The suspicion that in the Tigrai, northern region of Ethiopia, if not a genocide something terrible against the population is taking place, is strong, but it is not possible to prove it. We can only patiently collect the pieces of a mosaic depicting death, violence and destruction. And a cruelty never seen even 40 years ago, when the famine and hunger that moved the world thanks to a song - we discovered it later, they told me about it during a trip to the Tigray - were also caused by drought, but above all by civil war and from the aid freeze. A million people died. The accusation made today by the Tigrinya diaspora, very lively on social networks, is that an attempt at genocide is underway like that of 40 years ago, when the communist government that then ruled Ethiopia, failing to militarily defeat the guerrillas that some year later they drove them out, starved the people. Today the plague of locusts that have plagued the Horn of Africa for two years has been joined by a new conflict and the blockade of humanitarian aid.
 
 
 
We must stop this forgotten war which has displaced 300,000 people. We do not know the number of victims and injured despite the Ethiopian Prime Minister Abiy Ahmed who launched the offensive against a part of his own people (making the committee repent that only a few months ago awarded him the Nobel Peace Prize 2019) has declared the hostilities ended on November 27. Because instead, fighting continues in different areas of the region and the reports of the few humanitarian agencies that have been allowed to enter speak of only five functioning hospitals. Therefore there is a lack of medicines, drinking water, electricity, food. According to the United Nations at least 2 million out of 6 million citizens risking starvation, once again screaming in silence.
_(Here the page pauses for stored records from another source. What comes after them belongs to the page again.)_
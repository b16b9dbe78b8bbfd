//! Shared fixtures for the intake test suites.

use lopdf::content::{Content, Operation};
use lopdf::{dictionary, Document, Object, Stream};

/// Build a minimal but structurally valid PDF with the given page count.
pub fn make_pdf(pages: usize) -> Vec<u8> {
    let mut doc = Document::with_version("1.5");
    let pages_id = doc.new_object_id();

    let font_id = doc.add_object(dictionary! {
        "Type" => "Font",
        "Subtype" => "Type1",
        "BaseFont" => "Courier",
    });
    let resources_id = doc.add_object(dictionary! {
        "Font" => dictionary! { "F1" => font_id },
    });

    let mut kids: Vec<Object> = Vec::with_capacity(pages);
    for index in 0..pages {
        let content = Content {
            operations: vec![
                Operation::new("BT", vec![]),
                Operation::new("Tf", vec!["F1".into(), 12.into()]),
                Operation::new("Td", vec![72.into(), 720.into()]),
                Operation::new(
                    "Tj",
                    vec![Object::string_literal(format!("Page {}", index + 1))],
                ),
                Operation::new("ET", vec![]),
            ],
        };
        let content_id = doc.add_object(Stream::new(
            dictionary! {},
            content.encode().expect("encode page content"),
        ));
        let page_id = doc.add_object(dictionary! {
            "Type" => "Page",
            "Parent" => pages_id,
            "Contents" => content_id,
        });
        kids.push(page_id.into());
    }

    let pages_dict = dictionary! {
        "Type" => "Pages",
        "Kids" => kids,
        "Count" => pages as i64,
        "Resources" => resources_id,
        "MediaBox" => vec![0.into(), 0.into(), 595.into(), 842.into()],
    };
    doc.objects.insert(pages_id, Object::Dictionary(pages_dict));

    let catalog_id = doc.add_object(dictionary! {
        "Type" => "Catalog",
        "Pages" => pages_id,
    });
    doc.trailer.set("Root", catalog_id);

    let mut buffer = Vec::new();
    doc.save_to(&mut buffer).expect("serialize fixture PDF");
    buffer
}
Until a year ago, no one thought that there would be such a violent confrontation between a federal and a regional government. The chronicles speak of destroyed churches, massacres of the population, rape perhaps perpetrated by both sides with the addition of Eritrean troops alongside the federal army of dictator Isayas Afewerki, regional Amhara militias and Somali troops - all sworn enemies of Tigrinya rulers - who allegedly committed terrible crimes. But the conditional is a must in this war without images and words, fought above all on social media while on the ground it risks killing thousands of people.
 
 
 
Now we can once again understand where the ethnic nationalisms incited by politicians lead. And the error of that Constitution wanted by the Tigrayans themselves when they led the country on the Yugoslav model that allows each region to have its own militias. The tragic history we saw in the Balkans in the 90s is thus repeating itself in the Horn of Africa to which we are linked not only by colonial history, but also by many relationships of friendship and solidarity built over the years by missionaries, NGOs and many people. of good will. The only possibility is that now the weapons will be silenced by the UN and the new American administration, leaving room for those who help and those who have to tell what really happened. To avoid going back 40 years.